If it happened, the next president in the line of succession would’ve been Vice President JD Vance who, other than being hilariously uncharismatic and the object of mockery of both the left and the right, also spends his time spewing hate and being boosted by megalomaniacal technocrat Peter Thiel—of hypervigilant Big Brother corporation Palantir fame. The extent of surveillance that Thiel, and by extension Vance, promise is an AI-backed, ultra-repressive all-seeing eye on each of the inhabitants of the United States. In fact, we have already gotten the first taste of Palantir’s brand of panopticon by way of ImmigrationOS, a software created by Palantir for the explicit purpose of tracking immigrants and visitors to the United States, which the software can then report to ICE.

 

There is also the matter that JD Vance has repeatedly shown himself to be one of the biggest backers of Trump’s economic policies, from the devastating Big Beautiful Bill to the bizarre shifts to trade and tariff policy. JD Vance may be liked by no one, respected by no one and recognized as a serious politician by no one, and thus unlikely to become the succeeding leader of cult MAGA, but if it happened, little would matter, because he would default as president.

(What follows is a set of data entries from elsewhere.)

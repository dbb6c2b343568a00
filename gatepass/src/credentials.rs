//! Portal login credentials.
//!
//! Credentials only ever live in memory. They are not `Serialize`, their
//! `Debug` output is redacted, and dropping them overwrites the password
//! buffer before it is freed.

use std::fmt;

use crate::core::errors::ConfigError;

pub struct Credentials {
    username: String,
    password: String,
}

impl Credentials {
    pub fn new(username: impl Into<String>, password: impl Into<String>) -> Self {
        Self {
            username: username.into(),
            password: password.into(),
        }
    }

    pub fn username(&self) -> &str {
        &self.username
    }

    pub fn password(&self) -> &str {
        &self.password
    }

    pub fn validate(&self) -> Result<(), ConfigError> {
        if self.username.trim().is_empty() {
            return Err(ConfigError::Credentials("username"));
        }
        if self.password.is_empty() {
            return Err(ConfigError::Credentials("password"));
        }
        Ok(())
    }
}

impl Clone for Credentials {
    fn clone(&self) -> Self {
        Self::new(self.username.clone(), self.password.clone())
    }
}

impl fmt::Debug for Credentials {
    fn fmt(&self, f: &mut fmt::Formatter<'_>) -> fmt::Result {
        f.debug_struct("Credentials")
            .field("username", &self.username)
            .field("password", &"<redacted>")
            .finish()
    }
}

impl Drop for Credentials {
    fn drop(&mut self) {
        let mut bytes = std::mem::take(&mut self.password).into_bytes();
        bytes.fill(0);
        std::hint::black_box(&bytes);
    }
}

#[cfg(test)]
mod tests {
    use super::*;

    #[test]
    fn debug_output_hides_the_password() {
        let creds = Credentials::new("operator", "hunter2");
        let rendered = format!("{creds:?}");
        assert!(rendered.contains("operator"));
        assert!(!rendered.contains("hunter2"));
    }

    #[test]
    fn blank_fields_are_configuration_errors() {
        assert_eq!(
            Credentials::new(" ", "pw").validate(),
            Err(ConfigError::Credentials("username"))
        );
        assert_eq!(
            Credentials::new("op", "").validate(),
            Err(ConfigError::Credentials("password"))
        );
        Credentials::new("op", "pw").validate().expect("valid");
    }
}
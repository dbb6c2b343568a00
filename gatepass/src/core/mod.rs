//! Deterministic, pure logic shared by the orchestration layer.
//!
//! Core modules must be free of I/O side effects. They operate on in-memory
//! data and return deterministic outputs suitable for tests.

pub mod budget;
pub mod errors;
pub mod events;
pub mod schedule;
pub mod transitions;
pub mod types;
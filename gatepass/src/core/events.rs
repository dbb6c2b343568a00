//! Lifecycle events pushed to observers.
//!
//! Events serialize with a `type` tag in snake_case. Every event of a cycle
//! carries that cycle's id and a per-cycle sequence number, so consumers can
//! drop duplicates when a terminal event is replayed.

use chrono::{DateTime, Utc};
use serde::Serialize;

use super::types::{FailureKind, SessionState, TriggerKind};

#[derive(Debug, Clone, PartialEq, Eq, Serialize)]
#[serde(tag = "type", rename_all = "snake_case")]
pub enum CycleEvent {
    CycleStarted {
        trigger_kind: TriggerKind,
        max_attempts: u32,
    },
    AttemptStarted {
        index: u32,
        max: u32,
    },
    StateChanged {
        attempt: u32,
        from: SessionState,
        to: SessionState,
        #[serde(skip_serializing_if = "Option::is_none")]
        message: Option<String>,
    },
    AttemptFailed {
        index: u32,
        reason: FailureKind,
        message: String,
        #[serde(skip_serializing_if = "Option::is_none")]
        screenshot: Option<String>,
        #[serde(skip_serializing_if = "Option::is_none")]
        last_url: Option<String>,
    },
    CycleSucceeded {
        attempt_index: u32,
        marker: String,
    },
    CycleExhausted {
        attempts: u32,
        last_reason: FailureKind,
        last_message: String,
        #[serde(skip_serializing_if = "Option::is_none")]
        screenshot: Option<String>,
    },
    CycleFatal {
        error: String,
    },
    TriggerSkipped {
        trigger_kind: TriggerKind,
        reason: String,
    },
    ScheduleChanged {
        /// `None` when the schedule was disarmed.
        next_fire_at: Option<DateTime<Utc>>,
    },
}

impl CycleEvent {
    /// Final event of a cycle. The dashboard replays the latest one.
    pub fn is_terminal(&self) -> bool {
        matches!(
            self,
            CycleEvent::CycleSucceeded { .. }
                | CycleEvent::CycleExhausted { .. }
                | CycleEvent::CycleFatal { .. }
        )
    }

    pub fn name(&self) -> &'static str {
        match self {
            CycleEvent::CycleStarted { .. } => "cycle_started",
            CycleEvent::AttemptStarted { .. } => "attempt_started",
            CycleEvent::StateChanged { .. } => "state_changed",
            CycleEvent::AttemptFailed { .. } => "attempt_failed",
            CycleEvent::CycleSucceeded { .. } => "cycle_succeeded",
            CycleEvent::CycleExhausted { .. } => "cycle_exhausted",
            CycleEvent::CycleFatal { .. } => "cycle_fatal",
            CycleEvent::TriggerSkipped { .. } => "trigger_skipped",
            CycleEvent::ScheduleChanged { .. } => "schedule_changed",
        }
    }
}

/// An event as delivered to sinks.
#[derive(Debug, Clone, PartialEq, Eq, Serialize)]
pub struct EventEnvelope {
    /// Cycle the event belongs to; `None` for scheduler-level events.
    pub cycle_id: Option<u64>,
    /// Position within the cycle (or within the scheduler stream), from 1.
    pub seq: u64,
    pub at: DateTime<Utc>,
    #[serde(flatten)]
    pub event: CycleEvent,
}

impl EventEnvelope {
    pub fn is_terminal(&self) -> bool {
        self.event.is_terminal()
    }
}

#[cfg(test)]
mod tests {
    use super::*;

    #[test]
    fn envelope_flattens_the_tagged_event() {
        let envelope = EventEnvelope {
            cycle_id: Some(4),
            seq: 2,
            at: DateTime::parse_from_rfc3339("2026-03-10T07:00:01Z")
                .expect("instant")
                .with_timezone(&Utc),
            event: CycleEvent::AttemptFailed {
                index: 1,
                reason: FailureKind::Passcode,
                message: "passcode rejected".to_string(),
                screenshot: None,
                last_url: None,
            },
        };
        let value = serde_json::to_value(&envelope).expect("serialize");
        assert_eq!(value["type"], "attempt_failed");
        assert_eq!(value["reason"], "otp");
        assert_eq!(value["cycle_id"], 4);
        assert!(value.get("screenshot").is_none());
    }

    #[test]
    fn state_changes_name_both_ends() {
        let event = CycleEvent::StateChanged {
            attempt: 1,
            from: SessionState::Unauthenticated,
            to: SessionState::Failed(FailureKind::Auth),
            message: None,
        };
        let value = serde_json::to_value(&event).expect("serialize");
        assert_eq!(value["from"], "unauthenticated");
        assert_eq!(value["to"]["failed"], "auth");
        assert!(!event.is_terminal());
    }

    #[test]
    fn only_cycle_endings_are_terminal() {
        assert!(CycleEvent::CycleFatal {
            error: "cancelled".to_string()
        }
        .is_terminal());
        assert!(!CycleEvent::TriggerSkipped {
            trigger_kind: TriggerKind::Manual,
            reason: "busy".to_string()
        }
        .is_terminal());
    }
}
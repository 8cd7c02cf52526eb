//! The Battle Royale map.

use super::Asset;
use fortnite_api_core::construct::Construct;
use fortnite_api_core::{impl_identity, LazyList, ResponseFlags};
use serde::{Deserialize, Serialize};

/// Renders of the map.
#[derive(Debug, Clone, Default, PartialEq, Eq, Serialize, Deserialize)]
pub struct MapImages {
    /// Map without labels.
    #[serde(default, skip_serializing_if = "Option::is_none")]
    pub blank: Option<Asset>,
    /// Map with named locations.
    #[serde(default, skip_serializing_if = "Option::is_none")]
    pub pois: Option<Asset>,
}

/// The current map.
#[derive(Debug, Clone, Default, PartialEq, Serialize, Deserialize)]
pub struct Map {
    /// Renders of the map.
    #[serde(default)]
    pub images: MapImages,
    /// Points of interest.
    #[serde(default)]
    pub pois: LazyList<Poi>,
}

impl Construct for Map {
    fn apply_flags(&mut self, flags: ResponseFlags) {
        self.pois.bind_flags(flags);
    }
}

/// A point of interest.
#[derive(Debug, Clone, Serialize, Deserialize)]
pub struct Poi {
    /// Internal id.
    pub id: String,
    /// Display name; unnamed landmarks have none.
    #[serde(default, skip_serializing_if = "Option::is_none")]
    pub name: Option<String>,
    /// World location.
    #[serde(default)]
    pub location: PoiLocation,
}

impl Construct for Poi {}

/// Location of a point of interest in world units.
#[derive(Debug, Clone, Copy, Default, PartialEq, Serialize, Deserialize)]
pub struct PoiLocation {
    /// X coordinate.
    #[serde(default)]
    pub x: f64,
    /// Y coordinate.
    #[serde(default)]
    pub y: f64,
    /// Z coordinate.
    #[serde(default)]
    pub z: f64,
}

impl_identity!(Poi);

#[cfg(test)]
mod tests {
    use super::*;
    use fortnite_api_core::HasIdentity;
    use serde_json::json;

    #[test]
    fn pois_are_lazy() {
        let map = Map::construct(
            json!({
                "images": {
                    "blank": "https://fortnite-api.com/images/map.png",
                    "pois": "https://fortnite-api.com/images/map_en.png"
                },
                "pois": [
                    {"id": "Athena.Location.POI.TiltedTowers", "name": "Tilted Towers", "location": {"x": 1.5, "y": -2.0, "z": 0.0}},
                    {"id": "Athena.Location.UnNamedPOI.Landmark", "location": {"x": 0.0, "y": 0.0, "z": 0.0}}
                ]
            }),
            ResponseFlags::INCLUDE_NOTHING,
        )
        .unwrap();

        assert_eq!(map.pois.len(), 2);
        assert_eq!(map.pois.built_count(), 0);

        let tilted = map.pois.find_by_id("Athena.Location.POI.TiltedTowers").unwrap().unwrap();
        assert_eq!(tilted.name.as_deref(), Some("Tilted Towers"));
        assert_eq!(tilted.location.y, -2.0);
        assert_eq!(tilted.id(), "Athena.Location.POI.TiltedTowers");
        assert_eq!(map.pois.built_count(), 1);
    }
}
//! Identity-based equality for models with an `id`.

/// A model identified by a unique id.
///
/// Models implementing this through [`impl_identity!`](crate::impl_identity)
/// compare and hash by id alone, so a stale and a refreshed copy of the same
/// item are equal.
pub trait HasIdentity {
    /// The unique id.
    fn id(&self) -> &str;
}

/// Implement [`HasIdentity`], `PartialEq`, `Eq` and `Hash` from an `id: String` field.
#[macro_export]
macro_rules! impl_identity {
    ($($ty:ty),+ $(,)?) => {
        $(
            impl $crate::identity::HasIdentity for $ty {
                fn id(&self) -> &str {
                    &self.id
                }
            }

            impl ::std::cmp::PartialEq for $ty {
                fn eq(&self, other: &Self) -> bool {
                    self.id == other.id
                }
            }

            impl ::std::cmp::Eq for $ty {}

            impl ::std::hash::Hash for $ty {
                fn hash<H: ::std::hash::Hasher>(&self, state: &mut H) {
                    ::std::hash::Hash::hash(&self.id, state);
                }
            }
        )+
    };
}

#[cfg(test)]
mod tests {
    use super::HasIdentity;
    use std::collections::HashSet;

    #[derive(Debug)]
    struct Playlist {
        id: String,
        name: String,
    }

    crate::impl_identity!(Playlist);

    #[test]
    fn equality_and_hash_use_id_only() {
        let stale = Playlist {
            id: "Playlist_DefaultSolo".to_string(),
            name: "Solo".to_string(),
        };
        let fresh = Playlist {
            id: "Playlist_DefaultSolo".to_string(),
            name: "Solo (updated)".to_string(),
        };
        let other = Playlist {
            id: "Playlist_DefaultDuo".to_string(),
            name: "Solo".to_string(),
        };

        assert_eq!(stale, fresh);
        assert_ne!(stale, other);
        assert_eq!(stale.id(), "Playlist_DefaultSolo");
        assert_ne!(stale.name, fresh.name);

        let set: HashSet<Playlist> = [stale, fresh, other].into_iter().collect();
        assert_eq!(set.len(), 2);
    }
}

Additionally, the presumption that, if it happened, the entirety of the extreme-right would wake up as if from a trance and revert (or convert) into some semblance of human decency after years of Trump-era politics, where it has become fair game to normalize or justify lynchings, city takeovers and school shootings, is naive at best and blind at worst. Cults of personality and mob mentalities are quite the drug, but so is human cruelty and fascism. These last ten years of Trumpian pomp and circumstance have unmasked vile hatred and made the most downtrodden of us accept it at face value. It has made us fear that any baby or immunocompromised child could get a deadly, preventable disease because some find death more palatable than a fabricated paranoia. It has made us lose hundreds and thousands of neighbours, coworkers, friends and family members to an immigration system that does not care for anything except for American white supremacy. It has made us lose countless trade relationships, diplomatic understandings and made us fund through our tax dollars some of the worst humanitarian crises in recent history. The soul of American politics had never been spotless, but these last ten years have left an indelible stain that will never be made up for.

 

So, yes, when it does happen—as it inevitably will, as death comes for us all—I will be happy. I will celebrate. I will pop a bottle of champagne, as I did with Kissinger, Fujimori and Anita Bryant. But, I will be conscious that the death of a man with so many sins weighing his soul does not mean that those sins have not left repercussions that will last for generations.